Environment

Every .env key explained — variants, 8 LLM providers, messaging channels, auth, rate limiting, and live data services.

Create your local environment file from one of the variant templates, then edit as needed. The file is gitignored — never commit it.

terminal
# Personal variant
cp .env.personal.example .env

# Business variant
cp .env.business.example .env
⚠️
Never commit .env

.env may contain API keys, your name, and local paths. It is gitignored by default.

Variant

.env
luna_variant=personal   # personal | business
ValueBehaviour
personalCasual companion. Voice, vision, Spotify, desktop automation. Single user. No auth required by default.
businessProfessional team assistant. Multi-user JWT. Rate limiting. No personal features. Channels emphasised.
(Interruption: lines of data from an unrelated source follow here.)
use crate::call::manager::PeerConnectionManager;
use crate::engine::{EngineEvent, EngineFactory};
use crate::media::{MediaDevices, MediaStream};
use crate::signaling::SignalingChannel;
use parley_core::{
    ConnectionId, LocalTrack, MediaConstraints, NegotiationError, NegotiationState, RemoteTrack,
    ServerEvent, SessionDescription,
};
use std::sync::Arc;
use tokio::sync::{mpsc, watch};
use tracing::{debug, info, warn};

/// User-triggered actions, serialized into the coordinator's event loop so
/// they never race signaling or engine callbacks.
#[derive(Debug)]
pub enum CallCommand {
    /// Offer a call to the known remote peer. Requires prior discovery via
    /// `user:joined`; never fires on its own.
    StartCall,
    /// Attach another local track to the running call.
    AddTrack(LocalTrack),
    /// Hang up. A second hangup in a row is a no-op.
    EndCall,
}

pub struct CoordinatorConfig {
    /// Our own connection id; also the glare tie-break key.
    pub id: ConnectionId,
    pub constraints: MediaConstraints,
}

/// The display layer's view of a call: issue commands, observe state.
/// It holds no control logic; rendering follows `state()` alone.
#[derive(Clone)]
pub struct CallHandle {
    commands: mpsc::Sender<CallCommand>,
    state: watch::Receiver<NegotiationState>,
}

impl CallHandle {
    pub async fn start_call(&self) {
        let _ = self.commands.send(CallCommand::StartCall).await;
    }

    pub async fn add_track(&self, track: LocalTrack) {
        let _ = self.commands.send(CallCommand::AddTrack(track)).await;
    }

    pub async fn end_call(&self) {
        let _ = self.commands.send(CallCommand::EndCall).await;
    }

    pub fn state(&self) -> NegotiationState {
        *self.state.borrow()
    }

    /// Block until the coordinator reports `target`. Returns false if the
    /// coordinator went away first.
    pub async fn wait_for(&mut self, target: NegotiationState) -> bool {
        loop {
            if *self.state.borrow_and_update() == target {
                return true;
            }
            if self.state.changed().await.is_err() {
                return false;
            }
        }
    }
}

/// The negotiation state machine for one client session.
///
/// Runs as a single event loop over three sources -- user commands, events
/// from the relay, events from the peer-connection engine -- so handlers are
/// serialized and interleave only at await points. One engine and one local
/// stream exist per call, owned here and nowhere else.
pub struct NegotiationCoordinator {
    config: CoordinatorConfig,
    channel: SignalingChannel,
    engines: Arc<dyn EngineFactory>,
    devices: Arc<dyn MediaDevices>,

    command_rx: mpsc::Receiver<CallCommand>,
    event_rx: mpsc::Receiver<ServerEvent>,
    engine_rx: Option<mpsc::Receiver<EngineEvent>>,

    manager: Option<PeerConnectionManager>,
    local_stream: Option<MediaStream>,
    remote_peer: Option<ConnectionId>,
    /// A negotiation-needed signal that arrived mid-round; replayed when the
    /// round resolves. A later signal supersedes it, keeping at most one
    /// outstanding offer per pair.
    renegotiate_pending: bool,

    state_tx: watch::Sender<NegotiationState>,
    remote_track_tx: mpsc::UnboundedSender<RemoteTrack>,
}
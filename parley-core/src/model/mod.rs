mod connection;
mod event;
mod media;
mod room;
mod session;

pub use connection::ConnectionId;
pub use event::{ClientEvent, ServerEvent};
pub use media::{LocalTrack, MediaConstraints, RemoteTrack, TrackKind};
pub use room::{Participant, RoomId};
pub use session::{NegotiationState, SdpKind, SessionDescription};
Business-specific identity keys:

.env
business_name=Acme Corp
business_description=a SaaS company building developer tools
# professional | friendly | technical | concise
business_tone=professional

LLM providers

Set llm_provider to one of the eight supported values, then fill in the matching key block. All providers stream tokens via the same interface — no other code changes needed.

Ollama (local, default)

.env
llm_provider=ollama
ollama_base_url=http://localhost:11434
ollama_model=qwen2.5:7b

Any model in ollama list can be used. Tested with qwen2.5:7b,qwen2.5:14b, and llama3.2:3b on low-end hardware.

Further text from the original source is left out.